Même si cette définition s’applique plus au monde des affaires qu’au contexte de l’Église locale, nous pouvons y voir des similitudes qui nous amènent souvent à associer l’implantation d’Église à l’entrepreneuriat. Les implanteurs d’Église construisent quelque chose à partir de rien. Ils font cela après avoir trouvé une occasion favorable qui leur permettra de répondre à un besoin. À cause de leurs ressources limitées, ils doivent souvent s’investir personnellement en sacrifiant leur temps et leur énergie, en plus de faire preuve de flexibilité et de créativité.
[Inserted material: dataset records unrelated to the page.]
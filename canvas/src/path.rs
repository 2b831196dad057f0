//! Presentation path: the ordered list of frame ids a presentation walks.
//!
//! The path is independent of spatial placement and of paint order. It holds
//! no cursor of its own; the current frame lives on the session, and its
//! position in the path is computed on demand with [`Path::index_of`]. A frame
//! that is not on the path simply has no position.
//!
//! A frame id appears at most once. Navigation resolves the current position
//! by lookup, so a repeated id would make "next" ambiguous.
//!
//! Every editing operation here is a plain list operation with no knowledge of
//! the store, so callers pass an existence check where one is needed.

#[cfg(test)]
#[path = "path_test.rs"]
mod path_test;

use serde::{Deserialize, Serialize};

use crate::doc::FrameId;

/// Ordered, duplicate-free list of frame ids.
#[derive(Debug, Clone, Default, PartialEq, Eq, Serialize, Deserialize)]
#[serde(transparent)]
pub struct Path {
    ids: Vec<FrameId>,
}

impl Path {
    #[must_use]
    pub fn new() -> Self {
        Self::default()
    }

    /// Build a path from `ids`, dropping repeats (first occurrence wins).
    #[must_use]
    pub fn from_ids(ids: impl IntoIterator<Item = FrameId>) -> Self {
        let mut path = Self::new();
        for id in ids {
            path.push_unique(id);
        }
        path
    }

    fn push_unique(&mut self, id: FrameId) -> bool {
        if self.ids.contains(&id) {
            return false;
        }
        self.ids.push(id);
        true
    }

    #[must_use]
    pub fn ids(&self) -> &[FrameId] {
        &self.ids
    }

    #[must_use]
    pub fn len(&self) -> usize {
        self.ids.len()
    }

    #[must_use]
    pub fn is_empty(&self) -> bool {
        self.ids.is_empty()
    }

    #[must_use]
    pub fn contains(&self, id: &FrameId) -> bool {
        self.ids.contains(id)
    }

    /// Position of `id` in the path, or `None` when it is off-path.
    #[must_use]
    pub fn index_of(&self, id: &FrameId) -> Option<usize> {
        self.ids.iter().position(|p| p == id)
    }

    #[must_use]
    pub fn get(&self, index: usize) -> Option<FrameId> {
        self.ids.get(index).copied()
    }

    #[must_use]
    pub fn first(&self) -> Option<FrameId> {
        self.ids.first().copied()
    }

    /// Replace the whole path. Ids failing `exists` and repeated ids are dropped.
    pub fn set(&mut self, ids: impl IntoIterator<Item = FrameId>, exists: impl Fn(&FrameId) -> bool) {
        *self = Self::from_ids(ids.into_iter().filter(|id| exists(id)));
    }

    /// Append `id`. Returns `false` (no change) if it is already on the path.
    pub fn add(&mut self, id: FrameId) -> bool {
        self.push_unique(id)
    }

    /// Remove `id` wherever it appears. Returns whether anything was removed.
    pub fn remove(&mut self, id: &FrameId) -> bool {
        let before = self.ids.len();
        self.ids.retain(|p| p != id);
        self.ids.len() != before
    }

    /// Remove the entry at `index`.
    pub fn remove_at(&mut self, index: usize) -> Option<FrameId> {
        if index >= self.ids.len() {
            return None;
        }
        Some(self.ids.remove(index))
    }

    /// Move the entry at `from` so that it ends up at index `to`.
    ///
    /// Both indices refer to the list before the move. Out-of-range indices
    /// leave the path untouched and return `false`.
    pub fn reorder(&mut self, from: usize, to: usize) -> bool {
        let len = self.ids.len();
        if from >= len || to >= len {
            return false;
        }
        if from == to {
            return true;
        }
        let id = self.ids.remove(from);
        self.ids.insert(to, id);
        true
    }

    /// Drop every id that fails `exists`. Returns the removed ids.
    pub fn retain_existing(&mut self, exists: impl Fn(&FrameId) -> bool) -> Vec<FrameId> {
        let (kept, dropped): (Vec<FrameId>, Vec<FrameId>) = self.ids.iter().copied().partition(|id| exists(id));
        self.ids = kept;
        dropped
    }

    /// Index reached by stepping forward from `current`, clamped to the last
    /// entry. Off-path (`None`) steps onto the first entry. `None` when the
    /// path is empty.
    #[must_use]
    pub fn next_index(&self, current: Option<usize>) -> Option<usize> {
        let last = self.ids.len().checked_sub(1)?;
        Some(current.map_or(0, |i| (i + 1).min(last)))
    }

    /// Index reached by stepping backward from `current`, clamped to `0`.
    /// Off-path steps onto the first entry. `None` when the path is empty.
    #[must_use]
    pub fn previous_index(&self, current: Option<usize>) -> Option<usize> {
        let last = self.ids.len().checked_sub(1)?;
        Some(current.map_or(0, |i| i.saturating_sub(1).min(last)))
    }
}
En tant qu’implanteur d’Église, vous devez être prêt à faire tout ce qui est nécessaire. Vous ne pouvez pas vous appuyer sur une structure bien solide et ne faire que le minimum, en laissant certaines tâches à des spécialistes. Comme il n’y a aucun système en place, vous devez être capable de faire des plans, d’avoir une vue d’ensemble et d’identifier les étapes à suivre pour accomplir vos objectifs. Vous devez gérer les nombreux imprévus quotidiens et être disponible pour accomplir la moindre tâche qui peut survenir.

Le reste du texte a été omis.